Recombinant Glutamate Decarboxylase to Increase Gamma-aminobutyric Acid Production.

Due to the increasing global demand for Gamma-aminobutyric acid (GABA) in the food and pharmaceutical industries, the expression of the recombinant Glutamate decarboxylase (GAD) and its industrial production is currently requested. Culture conditions were optimized to increase the expression level of the recombinant enzyme in different pH, temperature, incubation time, aeration levels, inoculation concentrations, concentrations of IPTG, and several carbon sources using the RSM based on a central composite design. According to the results of the quadratic regression equation, recombinant Escherichia coli BL21 (DE3) had the highest GAD expression at pH=7.2, aeration at about 120 rpm, inoculation concentrations of about 3% v/v, 2.25 mM IPTG, 37 °C, and 6 h of incubation time in the presence of 0.2% glucose.
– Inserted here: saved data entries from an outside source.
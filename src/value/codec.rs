use indexmap::IndexMap;

use crate::constants::MAX_VALUE_DEPTH;
use crate::error::{unsupported_value, FirestoreResult};
use crate::value::{FirestoreValue, MapValue, NativeValue, ValueKind};

/// Encodes a native value into its typed representation.
///
/// Doubles without a fractional part that fit in an `i64` are sent as
/// integers, so `3.0` decodes back as `Integer(3)`.
pub fn encode_value(value: &NativeValue) -> FirestoreResult<FirestoreValue> {
    encode_at_depth(value, 0, false)
}

/// Encodes every entry of a field map, keeping its order.
pub fn encode_fields(fields: &IndexMap<String, NativeValue>) -> FirestoreResult<MapValue> {
    encode_map(fields, 0).map(MapValue::new)
}

/// Decodes a typed value back into a native value. Never fails.
pub fn decode_value(value: &FirestoreValue) -> NativeValue {
    match value.kind() {
        ValueKind::Null => NativeValue::Null,
        ValueKind::Boolean(value) => NativeValue::Bool(*value),
        ValueKind::Integer(value) => NativeValue::Integer(*value),
        ValueKind::Double(value) => NativeValue::Double(*value),
        ValueKind::Timestamp(value) => NativeValue::Timestamp(*value),
        ValueKind::String(value) => NativeValue::String(value.clone()),
        ValueKind::Reference(value) => NativeValue::Reference(value.clone()),
        ValueKind::Array(array) => {
            NativeValue::Array(array.values().iter().map(decode_value).collect())
        }
        ValueKind::Map(map) => NativeValue::Map(decode_fields(map.fields())),
    }
}

pub fn decode_fields(fields: &IndexMap<String, FirestoreValue>) -> IndexMap<String, NativeValue> {
    fields
        .iter()
        .map(|(key, value)| (key.clone(), decode_value(value)))
        .collect()
}

fn encode_at_depth(
    value: &NativeValue,
    depth: usize,
    inside_array: bool,
) -> FirestoreResult<FirestoreValue> {
    let encoded = match value {
        NativeValue::Null => FirestoreValue::null(),
        NativeValue::Bool(value) => FirestoreValue::from_bool(*value),
        NativeValue::Integer(value) => FirestoreValue::from_integer(*value),
        NativeValue::Double(value) => encode_number(*value),
        NativeValue::String(value) => FirestoreValue::from_string(value.as_str()),
        NativeValue::Timestamp(value) => {
            if !value.is_storable() {
                return Err(unsupported_value(format!(
                    "Timestamp {}s is outside the supported range (years 0001 to 9999)",
                    value.seconds
                )));
            }
            FirestoreValue::from_timestamp(*value)
        }
        NativeValue::Reference(value) => FirestoreValue::from_reference(value.as_str()),
        NativeValue::Array(values) => {
            if inside_array {
                return Err(unsupported_value(
                    "Nested arrays are not supported; wrap the inner array in a map",
                ));
            }
            check_depth(depth + 1)?;
            let encoded = values
                .iter()
                .map(|value| encode_at_depth(value, depth + 1, true))
                .collect::<FirestoreResult<Vec<_>>>()?;
            FirestoreValue::from_array(encoded)
        }
        NativeValue::Map(fields) => {
            check_depth(depth + 1)?;
            FirestoreValue::from_map(encode_map(fields, depth + 1)?)
        }
    };
    Ok(encoded)
}

fn encode_map(
    fields: &IndexMap<String, NativeValue>,
    depth: usize,
) -> FirestoreResult<IndexMap<String, FirestoreValue>> {
    let mut encoded = IndexMap::with_capacity(fields.len());
    for (key, value) in fields {
        if key.is_empty() {
            return Err(unsupported_value("Field names cannot be empty"));
        }
        encoded.insert(key.clone(), encode_at_depth(value, depth, false)?);
    }
    Ok(encoded)
}

fn encode_number(value: f64) -> FirestoreValue {
    let integral = value.is_finite()
        && value.fract() == 0.0
        && value >= i64::MIN as f64
        && value < i64::MAX as f64;
    if integral {
        FirestoreValue::from_integer(value as i64)
    } else {
        FirestoreValue::from_double(value)
    }
}

fn check_depth(depth: usize) -> FirestoreResult<()> {
    if depth > MAX_VALUE_DEPTH {
        return Err(unsupported_value(format!(
            "Value nesting exceeds the maximum depth of {MAX_VALUE_DEPTH}"
        )));
    }
    Ok(())
}
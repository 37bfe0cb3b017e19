use schemars::JsonSchema;
use serde::{Deserialize, Serialize};
use serde_json::Value;

use crate::answers::AnswerSet;

/// Expected answer type for a questionnaire question.
#[derive(Debug, Clone, Copy, PartialEq, Eq, Serialize, Deserialize, JsonSchema)]
#[serde(rename_all = "snake_case")]
pub enum AnswerType {
    Text,
    Boolean,
}

impl AnswerType {
    /// JSON type label used in schemas and validation messages.
    pub fn label(self) -> &'static str {
        match self {
            AnswerType::Text => "string",
            AnswerType::Boolean => "boolean",
        }
    }

    pub fn matches(self, value: &Value) -> bool {
        match self {
            AnswerType::Text => value.is_string(),
            AnswerType::Boolean => value.is_boolean(),
        }
    }

    /// Blank value used to pre-fill an unanswered question.
    pub fn blank_value(self) -> Value {
        match self {
            AnswerType::Text => Value::String(String::new()),
            AnswerType::Boolean => Value::Bool(false),
        }
    }
}

/// A single question and its declared answer type.
#[derive(Debug, Clone, PartialEq, Serialize, Deserialize, JsonSchema)]
pub struct QuestionSpec {
    pub text: String,
    #[serde(rename = "type")]
    pub kind: AnswerType,
}

/// Ordered list of required questions. Order is significant: missing-response
/// errors and default payloads enumerate questions in declaration order.
#[derive(Debug, Clone, PartialEq, Serialize, Deserialize, JsonSchema)]
#[serde(transparent)]
pub struct QuestionSchema {
    questions: Vec<QuestionSpec>,
}

impl QuestionSchema {
    pub fn new(questions: Vec<QuestionSpec>) -> Self {
        Self { questions }
    }

    /// The fixed questionnaire attached to uplift requests.
    pub fn uplift_request() -> Self {
        fn question(text: &str, kind: AnswerType) -> QuestionSpec {
            QuestionSpec {
                text: text.to_string(),
                kind,
            }
        }

        Self::new(vec![
            question("User impact if declined", AnswerType::Text),
            question("Code covered by automated testing", AnswerType::Boolean),
            question("Fix verified in Nightly", AnswerType::Boolean),
            question("Needs manual QE test", AnswerType::Boolean),
            question("Steps to reproduce for manual QE testing", AnswerType::Text),
            question("Risk associated with taking this patch", AnswerType::Text),
            question("Explanation of risk level", AnswerType::Text),
            question("String changes made/needed", AnswerType::Text),
            question("Is Android affected?", AnswerType::Boolean),
        ])
    }

    pub fn iter(&self) -> impl Iterator<Item = &QuestionSpec> {
        self.questions.iter()
    }

    pub fn len(&self) -> usize {
        self.questions.len()
    }

    pub fn is_empty(&self) -> bool {
        self.questions.is_empty()
    }

    pub fn contains(&self, question: &str) -> bool {
        self.expected_type(question).is_some()
    }

    pub fn expected_type(&self, question: &str) -> Option<AnswerType> {
        self.questions
            .iter()
            .find(|spec| spec.text == question)
            .map(|spec| spec.kind)
    }

    /// Fresh answer set with every question set to its blank value. This is
    /// the payload the host pre-fills into an untouched form.
    pub fn default_answers(&self) -> AnswerSet {
        self.questions
            .iter()
            .map(|spec| (spec.text.clone(), spec.kind.blank_value()))
            .collect()
    }
}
Using pure glucose as a carbon source on an industrial scale is not cost-effective for producing recombinant proteins. Therefore, using low-cost carbon sources such as corn syrup and molasses with concentrations of 1.5 and 5.65% (w/v) is an efficient method for the industrial production of recombinant GAD. The concentration of purified recombinant GAD in carbon sources of 0.2% glucose, 1.5 corn syrup and 5.65% molasses was 2.155, 2.07 and 1.96 mg/mL, respectively. In this way, the global need for GABA can be met by the industrial production of GAD. [ABSTRACT FROM AUTHOR]